Task directions
Below are the records; copy every line in them that holds the string "Clone".

[[ Supplied data, beginning ]]

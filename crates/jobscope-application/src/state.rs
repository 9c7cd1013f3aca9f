//! The shared dashboard state.
//!
//! One instance of [`DashboardState`] is the single owner of everything the
//! widgets display. Widgets read slices and request changes through the
//! store's named actions; nothing outside the store writes fields.

use jobscope_core::alumnus::AlumnusSummary;
use jobscope_core::chat::{self, ChatEntry};
use jobscope_core::distribution::JobDistribution;
use jobscope_core::graph::CompetencyGraph;
use jobscope_core::session::Session;
use jobscope_core::student::{StudentProfile, StudentSummary};
use jobscope_core::timeline::GrowthTimeline;

/// Identifies which part of the state a change notification refers to, so
/// subscribers re-read only the slices they render.
#[derive(Debug, Clone, Copy, PartialEq, Eq)]
pub enum Slice {
    Session,
    Selection,
    StudentList,
    AlumniList,
    JobList,
    Profile,
    Graph,
    Timeline,
    Distribution,
    Chat,
    Loading,
    Error,
}

/// Per-resource loading flags.
///
/// Each flag is toggled only around operations on its own resource; a slow
/// fetch can never show a spinner on an unrelated widget.
#[derive(Debug, Clone, Copy, Default, PartialEq, Eq)]
pub struct LoadingFlags {
    pub auth: bool,
    pub student_list: bool,
    pub alumni_list: bool,
    pub student_profile: bool,
    pub graph: bool,
    pub job_list: bool,
    pub timeline: bool,
    pub map: bool,
    pub chat: bool,
}

/// Everything the dashboard renders from.
#[derive(Debug, Clone, Default)]
pub struct DashboardState {
    pub session: Option<Session>,

    // Selection state
    pub selected_student_id: Option<String>,
    pub selected_alumnus_id: Option<String>,
    /// Derived from the selected alumnus's job title, or set directly
    pub selected_job_role: Option<String>,

    // Derived resources
    pub student_profile: Option<StudentProfile>,
    pub competency_graph: Option<CompetencyGraph>,
    pub timeline: Option<GrowthTimeline>,

    // Reference data
    pub student_list: Vec<StudentSummary>,
    pub alumni_list: Vec<AlumnusSummary>,
    pub job_list: Vec<String>,
    pub distribution: Option<JobDistribution>,

    pub chat_transcript: Vec<ChatEntry>,

    pub loading: LoadingFlags,
    /// Most recent failure, overwritten (never queued) by the next outcome
    pub last_error: Option<String>,
}

impl DashboardState {
    /// Fresh state with the assistant greeting seeded into the transcript.
    pub fn new() -> Self {
        Self {
            chat_transcript: vec![ChatEntry::assistant(chat::GREETING)],
            ..Self::default()
        }
    }

    pub fn is_authenticated(&self) -> bool {
        self.session.is_some()
    }

    /// The selected alumnus resolved against the loaded list, if possible.
    pub fn selected_alumnus(&self) -> Option<&AlumnusSummary> {
        let id = self.selected_alumnus_id.as_deref()?;
        jobscope_core::alumnus::find_alumnus(&self.alumni_list, id)
    }
}

#[cfg(test)]
mod tests {
    use super::*;
    use jobscope_core::chat::ChatRole;

    #[test]
    fn test_new_state_is_unauthenticated_with_greeting() {
        let state = DashboardState::new();
        assert!(!state.is_authenticated());
        assert_eq!(state.chat_transcript.len(), 1);
        assert_eq!(state.chat_transcript[0].role, ChatRole::Assistant);
    }

    #[test]
    fn test_selected_alumnus_requires_listed_id() {
        let mut state = DashboardState::new();
        state.selected_alumnus_id = Some("7".to_string());
        assert!(state.selected_alumnus().is_none());

        state.alumni_list =
            serde_json::from_str(r#"[{ "alumniId": 7, "name": "Zhao Lei" }]"#).unwrap();
        assert_eq!(state.selected_alumnus().unwrap().name, "Zhao Lei");
    }
}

[[ Supplied data, end ]]

Answer to the exercise
#[derive(Debug, Clone, Copy, PartialEq, Eq)]
#[derive(Debug, Clone, Copy, Default, PartialEq, Eq)]
#[derive(Debug, Clone, Default)]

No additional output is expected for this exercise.